Data supplied >>
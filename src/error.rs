use crate::{
    engine::Role,
    signature::{Kind, Signature},
};
use ndarray::ShapeError;

/// Errors raised by layers and the [`LayerFactory`](crate::factory::LayerFactory).
///
/// Returned wrapped in [`anyhow::Error`], use [`downcast_ref`](anyhow::Error::downcast_ref()) to inspect.
///
/// [`DuplicateKey`](Self::DuplicateKey), [`SignatureMismatch`](Self::SignatureMismatch) and
/// [`BackwardBeforeForward`](Self::BackwardBeforeForward) are contract violations, the caller is broken and the call
/// must not be retried.
#[derive(Clone, Debug, derive_more::IsVariant, thiserror::Error)]
pub enum LayerError {
    /// A layer is already cached for the signature.
    #[error("cannot set {signature}, a layer is already cached for it")]
    DuplicateKey {
        /// The key that was inserted twice.
        signature: Signature,
    },
    /// A layer was set under the signature of other parameters.
    #[error("cannot set a layer for {layer} under {signature}")]
    SignatureMismatch {
        /// The key requested by the caller.
        signature: Signature,
        /// The key of the layer's own parameters.
        layer: Signature,
    },
    /// Backward was requested for a layer that requires a prior forward.
    #[error("backward of {signature} requested before forward")]
    BackwardBeforeForward {
        /// The key of the missing forward.
        signature: Signature,
    },
    /// Shape parameters that no primitive can be built for.
    #[error("invalid {kind} shape: {reason}")]
    InvalidShape {
        /// The operator.
        kind: Kind,
        /// What is wrong.
        reason: String,
    },
    /// A caller buffer does not match the shape of the layer.
    #[error("{role} buffer has {actual} elements, expected {expected}")]
    BufferSize {
        /// The buffer.
        role: Role,
        /// Elements implied by the shape.
        expected: usize,
        /// Elements provided.
        actual: usize,
    },
}

impl LayerError {
    /// Whether the error signals a bug in the caller rather than bad input.
    pub fn is_contract_violation(&self) -> bool {
        self.is_duplicate_key() || self.is_signature_mismatch() || self.is_backward_before_forward()
    }
    pub(crate) fn invalid_shape(kind: Kind, reason: impl Into<String>) -> Self {
        Self::InvalidShape {
            kind,
            reason: reason.into(),
        }
    }
}

/// Errors raised by an [`Engine`](crate::engine::Engine).
#[derive(Clone, Debug, derive_more::IsVariant, thiserror::Error)]
pub enum KernelError {
    /// The engine cannot build or run the primitive.
    #[error("unsupported primitive: {0}")]
    Unsupported(String),
    /// An argument required by the primitive was not provided.
    #[error("missing {0} argument")]
    MissingArgument(Role),
    /// An argument does not match its memory descriptor.
    #[error("{role} argument has {actual} elements, expected {expected}")]
    ArgumentSize {
        /// The argument.
        role: Role,
        /// Elements of the memory descriptor.
        expected: usize,
        /// Elements provided.
        actual: usize,
    },
    /// Memory descriptors that cannot be reordered into each other.
    #[error("cannot reorder {src} into {dst}")]
    Layout {
        /// The source descriptor.
        src: String,
        /// The destination descriptor.
        dst: String,
    },
    /// A buffer could not be viewed with the dims of its descriptor.
    #[error(transparent)]
    Shape(#[from] ShapeError),
}
use super::{invalid_shape, plan, positive, Layer, Plan, PoolKindBase};
use crate::{
    engine::{Engine, OpDesc, PoolAlgorithm, PoolDesc, Propagation, Role},
    factory::{LayerFactory, Store},
    signature::{Kind, Signature},
};
use anyhow::Result;
#[cfg(feature = "serde")]
use serde::{Deserialize, Serialize};
use std::{
    fmt::{self, Debug},
    marker::PhantomData,
};

/// Pooling algorithms.
///
/// Implemented for [`PoolMax`] and [`PoolAvg`], cannot be implemented outside the crate.
pub trait PoolKind: Default + Send + Sync + 'static + PoolKindBase {
    #[doc(hidden)]
    const ALGORITHM: PoolAlgorithm;
    #[doc(hidden)]
    const KIND: Kind;
    #[doc(hidden)]
    fn store(factory: &LayerFactory) -> &Store<PoolBase<Self>>;
}

/// Marker for [`MaxPool`].
#[derive(Default, Clone, Copy, Debug)]
pub struct PoolMax;

impl PoolKindBase for PoolMax {}

impl PoolKind for PoolMax {
    const ALGORITHM: PoolAlgorithm = PoolAlgorithm::Max;
    const KIND: Kind = Kind::MaxPool;
    fn store(factory: &LayerFactory) -> &Store<MaxPool> {
        &factory.max_pool
    }
}

/// Marker for [`AvgPool`].
#[derive(Default, Clone, Copy, Debug)]
pub struct PoolAvg;

impl PoolKindBase for PoolAvg {}

impl PoolKind for PoolAvg {
    const ALGORITHM: PoolAlgorithm = PoolAlgorithm::Avg;
    const KIND: Kind = Kind::AvgPool;
    fn store(factory: &LayerFactory) -> &Store<AvgPool> {
        &factory.avg_pool
    }
}

/// Shape parameters of [`MaxPool`] and [`AvgPool`].
#[derive(Clone, Debug, Eq, PartialEq, Hash)]
#[cfg_attr(feature = "serde", derive(Serialize, Deserialize))]
pub struct Pool2dParams {
    /// Input dims `(n, c, h, w)`.
    pub x: [usize; 4],
    /// `(y, x)`
    pub stride: [usize; 2],
    /// `(h, w)`
    pub kernel: [usize; 2],
    /// Padding `(up, down, left, right)`.
    pub pad: [usize; 4],
}

impl Pool2dParams {
    /// Parameters for input `x` and `kernel`.
    ///
    /// Defaults:
    /// - stride: `kernel`
    /// - padding: 0
    pub fn new(x: [usize; 4], kernel: [usize; 2]) -> Self {
        Self {
            x,
            stride: kernel,
            kernel,
            pad: [0; 4],
        }
    }
    /// With `stride`.
    pub fn with_stride(self, stride: [usize; 2]) -> Self {
        Self { stride, ..self }
    }
    /// With padding `(up, down, left, right)`.
    pub fn with_pad(self, pad: [usize; 4]) -> Self {
        Self { pad, ..self }
    }
}

/// 2d pooling.
///
/// Windows are clipped to the input, [`AvgPool`] divides by the full window size.
pub struct PoolBase<K: PoolKind> {
    params: Pool2dParams,
    signature: Signature,
    desc: PoolDesc,
    forward: Option<Plan>,
    backward: Option<Plan>,
    _m: PhantomData<K>,
}

/// Max pooling.
///
/// Backward routes each output gradient to the first maximum of its window.
pub type MaxPool = PoolBase<PoolMax>;

/// Average pooling.
pub type AvgPool = PoolBase<PoolAvg>;

impl<K: PoolKind> PoolBase<K> {
    /// The output dims `(n, c, oh, ow)`.
    pub fn output_dims(&self) -> [usize; 4] {
        self.desc.dst
    }
    fn forward(&mut self, engine: &dyn Engine, x: &[f32], y: &mut [f32]) -> Result<()> {
        let op = OpDesc::Pooling(Propagation::Forward, self.desc.clone());
        let signature = &self.signature;
        let plan = plan::ensure(&mut self.forward, || {
            Plan::new(engine, &op, None, signature)
        })?;
        log::trace!("{signature} forward");
        plan.execute(engine, &[(Role::Src, x)], &mut [(Role::Dst, y)])
    }
    fn backward(
        &mut self,
        engine: &dyn Engine,
        x: &[f32],
        gy: &[f32],
        gx: &mut [f32],
    ) -> Result<()> {
        let op = OpDesc::Pooling(Propagation::BackwardData, self.desc.clone());
        let signature = &self.signature;
        let hint = self.forward.as_ref().map(Plan::primitive_desc);
        let plan = plan::ensure(&mut self.backward, || {
            Plan::new(engine, &op, hint, signature)
        })?;
        log::trace!("{signature} backward");
        plan.execute(
            engine,
            &[(Role::Src, x), (Role::DiffDst, gy)],
            &mut [(Role::DiffSrc, gx)],
        )
    }
    /// Computes `y` with the cached layer for `params`, creating it on first use.
    ///
    /// **Errors**
    /// - [`LayerError::InvalidShape`](crate::error::LayerError::InvalidShape)
    /// - [`LayerError::BufferSize`](crate::error::LayerError::BufferSize)
    /// - The engine failed.
    pub fn do_forward(
        factory: &LayerFactory,
        params: &Pool2dParams,
        x: &[f32],
        y: &mut [f32],
    ) -> Result<()> {
        let layer = factory.get_or_create::<Self>(params)?;
        let mut layer = layer.lock();
        layer.forward(factory.engine(), x, y)
    }
    /// Computes `gx` with the cached layer for `params`, creating it on first use.
    ///
    /// **Errors**
    /// See [`do_forward()`](Self::do_forward).
    pub fn do_backward(
        factory: &LayerFactory,
        params: &Pool2dParams,
        x: &[f32],
        gy: &[f32],
        gx: &mut [f32],
    ) -> Result<()> {
        let layer = factory.get_or_create::<Self>(params)?;
        let mut layer = layer.lock();
        layer.backward(factory.engine(), x, gy, gx)
    }
}

impl<K: PoolKind> Debug for PoolBase<K> {
    fn fmt(&self, f: &mut fmt::Formatter) -> fmt::Result {
        let ty = match K::ALGORITHM {
            PoolAlgorithm::Max => "MaxPool",
            PoolAlgorithm::Avg => "AvgPool",
        };
        f.debug_struct(ty)
            .field("params", &self.params)
            .field("forward", &self.forward.is_some())
            .field("backward", &self.backward.is_some())
            .finish()
    }
}

impl<K: PoolKind> Layer for PoolBase<K> {
    type Params = Pool2dParams;
    const KIND: Kind = K::KIND;
    fn signature(params: &Pool2dParams) -> Signature {
        Signature::builder(Self::KIND)
            .dims(&params.x)
            .dims(&params.stride)
            .dims(&params.kernel)
            .dims(&params.pad)
            .build()
    }
    fn new(params: &Pool2dParams) -> Result<Self> {
        let Pool2dParams {
            x,
            stride,
            kernel,
            pad,
        } = params;
        let kind = Self::KIND;
        positive(kind, "x", x)?;
        positive(kind, "stride", stride)?;
        positive(kind, "kernel", kernel)?;
        let [up, down, left, right] = *pad;
        let (padding_l, padding_r) = ([up, left], [down, right]);
        let mut y = [x[0], x[1], 0, 0];
        for i in 0..2 {
            y[2 + i] = x[2 + i]
                .checked_add(padding_l[i])
                .and_then(|d| d.checked_add(padding_r[i]))
                .and_then(|padded| padded.checked_sub(kernel[i]))
                .map(|d| d / stride[i] + 1)
                .ok_or_else(|| {
                    invalid_shape(kind, format!("kernel {kernel:?} over x {x:?} padded {pad:?}"))
                })?;
        }
        let desc = PoolDesc {
            algorithm: K::ALGORITHM,
            src: *x,
            dst: y,
            kernel: *kernel,
            strides: *stride,
            padding_l,
            padding_r,
        };
        Ok(Self {
            params: params.clone(),
            signature: Self::signature(params),
            desc,
            forward: None,
            backward: None,
            _m: PhantomData,
        })
    }
    fn store(factory: &LayerFactory) -> &Store<Self> {
        K::store(factory)
    }
    fn params(&self) -> &Pool2dParams {
        &self.params
    }
    fn forward_plan(&self) -> Option<&Plan> {
        self.forward.as_ref()
    }
    fn is_backward_ready(&self) -> bool {
        self.backward.is_some()
    }
}

#[cfg(test)]
mod tests {
    use super::*;
    use crate::error::LayerError;

    #[test]
    fn output_dims() {
        let pool = MaxPool::new(&Pool2dParams::new([2, 3, 4, 4], [2, 2])).unwrap();
        assert_eq!(pool.output_dims(), [2, 3, 2, 2]);
        let params = Pool2dParams::new([1, 1, 5, 5], [3, 3])
            .with_stride([2, 2])
            .with_pad([1, 1, 1, 1]);
        let pool = AvgPool::new(&params).unwrap();
        assert_eq!(pool.output_dims(), [1, 1, 3, 3]);
    }

    #[test]
    fn max_and_avg_keys_differ() {
        let params = Pool2dParams::new([1, 1, 4, 4], [2, 2]);
        assert_ne!(MaxPool::signature(&params), AvgPool::signature(&params));
        assert_eq!(
            MaxPool::signature(&params).to_string(),
            "maxpool_I1_I1_I4_I4_I2_I2_I2_I2_I0_I0_I0_I0_"
        );
    }

    #[test]
    fn kernel_larger_than_input() {
        assert!(MaxPool::new(&Pool2dParams::new([1, 1, 2, 2], [3, 3])).is_err());
        let params = Pool2dParams::new([1, 1, 2, 2], [2, 2]).with_stride([0, 1]);
        assert!(AvgPool::new(&params).is_err());
    }

    #[test]
    fn huge_padding_is_invalid() {
        for pad in [[usize::MAX, 0, 0, 0], [usize::MAX, 1, 0, 0], [0, 0, 1, usize::MAX]] {
            let params = Pool2dParams::new([1, 1, 4, 4], [2, 2]).with_pad(pad);
            let error = MaxPool::new(&params).unwrap_err();
            assert!(error
                .downcast_ref::<LayerError>()
                .unwrap()
                .is_invalid_shape());
        }
    }

    #[test]
    fn debug() {
        let pool = AvgPool::new(&Pool2dParams::new([1, 1, 2, 2], [2, 2])).unwrap();
        assert!(format!("{pool:?}").starts_with("AvgPool"));
    }
}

Problem to solve >> Would you print exactly, and only, the lines of the data above from the line with "pub enum LayerError" through the line with "raised by an", inclusive?

Response area >>
pub enum LayerError {
    /// A layer is already cached for the signature.
    #[error("cannot set {signature}, a layer is already cached for it")]
    DuplicateKey {
        /// The key that was inserted twice.
        signature: Signature,
    },
    /// A layer was set under the signature of other parameters.
    #[error("cannot set a layer for {layer} under {signature}")]
    SignatureMismatch {
        /// The key requested by the caller.
        signature: Signature,
        /// The key of the layer's own parameters.
        layer: Signature,
    },
    /// Backward was requested for a layer that requires a prior forward.
    #[error("backward of {signature} requested before forward")]
    BackwardBeforeForward {
        /// The key of the missing forward.
        signature: Signature,
    },
    /// Shape parameters that no primitive can be built for.
    #[error("invalid {kind} shape: {reason}")]
    InvalidShape {
        /// The operator.
        kind: Kind,
        /// What is wrong.
        reason: String,
    },
    /// A caller buffer does not match the shape of the layer.
    #[error("{role} buffer has {actual} elements, expected {expected}")]
    BufferSize {
        /// The buffer.
        role: Role,
        /// Elements implied by the shape.
        expected: usize,
        /// Elements provided.
        actual: usize,
    },
}

impl LayerError {
    /// Whether the error signals a bug in the caller rather than bad input.
    pub fn is_contract_violation(&self) -> bool {
        self.is_duplicate_key() || self.is_signature_mismatch() || self.is_backward_before_forward()
    }
    pub(crate) fn invalid_shape(kind: Kind, reason: impl Into<String>) -> Self {
        Self::InvalidShape {
            kind,
            reason: reason.into(),
        }
    }
}

/// Errors raised by an [`Engine`](crate::engine::Engine).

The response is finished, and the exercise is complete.